Wednesday, July 28, 2010

Does running a marathon push the body further than it is meant to go?

http://www.nytimes.com/2009/10/27/health/27well.html

The conventional wisdom is that distance running leads to debilitating wear and tear, especially on the joints. But that hasn’t stopped runners from flocking to starting lines in record numbers.

Last year in the United States, 425,000 marathoners crossed the finish line, an increase of 20 percent from the beginning of the decade, Running USA says. Next week about 40,000 people will take part in the New York City Marathon. Injury rates have also climbed, with some studies reporting that 90 percent of those who train for the 26.2-mile race sustain injuries in the process.

But now a best-selling book has reframed the debate about the wisdom of distance running. In “Born to Run” (Knopf), Christopher McDougall, an avid runner who had been vexed by injuries, explores the world of the Tarahumara Indians of Mexico, a tribe known for running extraordinary distances in nothing but thin-soled sandals.

Mr. McDougall makes the case that running isn’t inherently risky. Instead, he argues that the commercialization of urban marathons encourages overzealous training, while the promotion of high-tech shoes has led to poor running form and a rash of injuries.
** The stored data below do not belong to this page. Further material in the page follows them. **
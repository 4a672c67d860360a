//! # Shadow Sync Shared
//! Opcode protocol, wire codec and id allocation shared between the data
//! side & view side of a shadow-sync channel.

#![deny(trivial_numeric_casts, unstable_features, unused_import_braces)]

#[macro_use]
extern crate cfg_if;

mod channel;
mod config;
mod error;
mod event;
mod id_generator;
mod node_kind;
mod payload;
mod timestamp;
mod transport;
mod types;

pub use channel::{
    ArgReader, ArgValue, ArgWriter, ChannelEventType, DataMessage, ViewMessage, WireMessage,
};
pub use config::{ChannelConfig, IdGeneratorConfig, IdPolicy, ReplayConfig};
pub use error::ProtocolError;
pub use event::{EventInit, EventMutLevel, EventOptions};
pub use id_generator::IdGenerator;
pub use node_kind::NodeKind;
pub use payload::{
    AssociateValueInfo, BoundingClientRect, BoxModel, ComputedStyles, CssProperty, CssRule,
    DataChange, DynamicSlotInit, InheritedRules, MatchedRules, MediaQueryResult, PathSegment,
    PerformanceStats, ScrollOffset, SlotMode, ThemeInfo, WindowInfo,
};
pub use timestamp::Timestamp;
pub use transport::{Publisher, QueuePublisher};
pub use types::{
    CallbackId, EventId, NodeId, Side, SlotId, StyleScopeId, StyleSheetId, TraceId,
};
cfg_if! {
    if #[cfg(all(target_arch = "wasm32", feature = "wbindgen"))] {
        pub struct Timestamp;

        impl Timestamp {
            /// Milliseconds since UNIX epoch, as reported by the JS host.
            pub fn now_millis() -> f64 {
                js_sys::Date::now()
            }
        }
    } else {
        use std::time::SystemTime;

        pub struct Timestamp;

        impl Timestamp {
            /// Milliseconds since UNIX epoch. A system clock set before the
            /// epoch reports `0.0`.
            pub fn now_millis() -> f64 {
                SystemTime::now()
                    .duration_since(SystemTime::UNIX_EPOCH)
                    .map(|d| d.as_secs_f64() * 1000.0)
                    .unwrap_or(0.0)
            }
        }
    }
}
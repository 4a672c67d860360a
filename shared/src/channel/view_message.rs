use serde_json::Value;

use crate::{
    channel::{
        wire::{ArgReader, ArgWriter, WireMessage},
        ChannelEventType,
    },
    error::ProtocolError,
    event::EventOptions,
    payload::{BoundingClientRect, DynamicSlotInit, ScrollOffset},
    types::{CallbackId, EventId, NodeId, Side, SlotId},
};

/// Messages emitted by the view side: callback replies, event relays and
/// view-managed slot notifications.
#[derive(Clone, Debug, PartialEq)]
pub enum ViewMessage {
    CreateCallback {
        callback: CallbackId,
        width: f64,
        height: f64,
        device_pixel_ratio: f64,
        theme: String,
    },
    WindowResizeCallback {
        callback: CallbackId,
        width: f64,
        height: f64,
        device_pixel_ratio: f64,
    },
    ThemeChangeCallback {
        callback: CallbackId,
        theme: String,
    },
    RenderCallback {
        callback: CallbackId,
        error: Option<String>,
    },
    MediaQueryObserverCallback {
        callback: CallbackId,
        result: Value,
    },
    IntersectionObserverCallback {
        callback: CallbackId,
        result: Value,
    },
    CreateEvent {
        event: EventId,
        name: String,
        detail: Value,
        options: EventOptions,
        current_target: NodeId,
        mark: Value,
        target: NodeId,
        capture: bool,
    },
    Event {
        event: EventId,
        current_target: NodeId,
        mark: Value,
        target: NodeId,
        capture: bool,
    },
    ReleaseEvent {
        event: EventId,
    },
    ModelBindingStatCallback {
        callback: CallbackId,
        value: Value,
    },
    GetContextCallback {
        callback: CallbackId,
        context: Value,
    },
    AllComputedStylesCallback {
        callback: CallbackId,
        styles: Value,
    },
    PseudoComputedStylesCallback {
        callback: CallbackId,
        styles: Value,
    },
    InheritedRulesCallback {
        callback: CallbackId,
        rules: Value,
    },
    MatchedRulesCallback {
        callback: CallbackId,
        rules: Value,
    },
    ReplaceStyleSheetAllPropertiesCallback {
        callback: CallbackId,
        property_index: Option<u32>,
    },
    BoundingClientRectCallback {
        callback: CallbackId,
        rect: BoundingClientRect,
    },
    ScrollOffsetCallback {
        callback: CallbackId,
        offset: ScrollOffset,
    },
    BoxModelCallback {
        callback: CallbackId,
        box_model: Value,
    },
    PseudoTypesCallback {
        callback: CallbackId,
        types: Vec<String>,
    },
    OverlayInspectCallback {
        callback: CallbackId,
        event: String,
        node: Option<NodeId>,
    },
    PerformanceStatsCallback {
        callback: CallbackId,
        start_timestamp: f64,
        end_timestamp: f64,
    },
    InsertDynamicSlot {
        component: NodeId,
        /// Position among the component's current dynamic slots, `None` to append
        index: Option<u32>,
        slots: Vec<DynamicSlotInit>,
    },
    UpdateDynamicSlot {
        slot: SlotId,
        values: Value,
        changed_names: Vec<String>,
    },
    RemoveDynamicSlot {
        slots: Vec<SlotId>,
    },
    CustomMethodNotify {
        node: Option<NodeId>,
        options: Value,
    },
}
“The sense of distance running being crazy is something new to late-20th-century America,” Mr. McDougall told me. “It’s only recently that running has become associated with pain and injury.”

The scientific evidence supports the notion that humans evolved to be runners. In a 2007 paper in the journal Sports Medicine, Daniel E. Lieberman, a Harvard evolutionary biologist, and Dennis M. Bramble, a biologist at the University of Utah, wrote that several characteristics unique to humans suggested endurance running played an important role in our evolution.

Most mammals can sprint faster than humans — having four legs gives them the advantage. But when it comes to long distances, humans can outrun almost any animal. Because we cool by sweating rather than panting, we can stay cool at speeds and distances that would overheat other animals. On a hot day, the two scientists wrote, a human could even outrun a horse in a 26.2-mile marathon.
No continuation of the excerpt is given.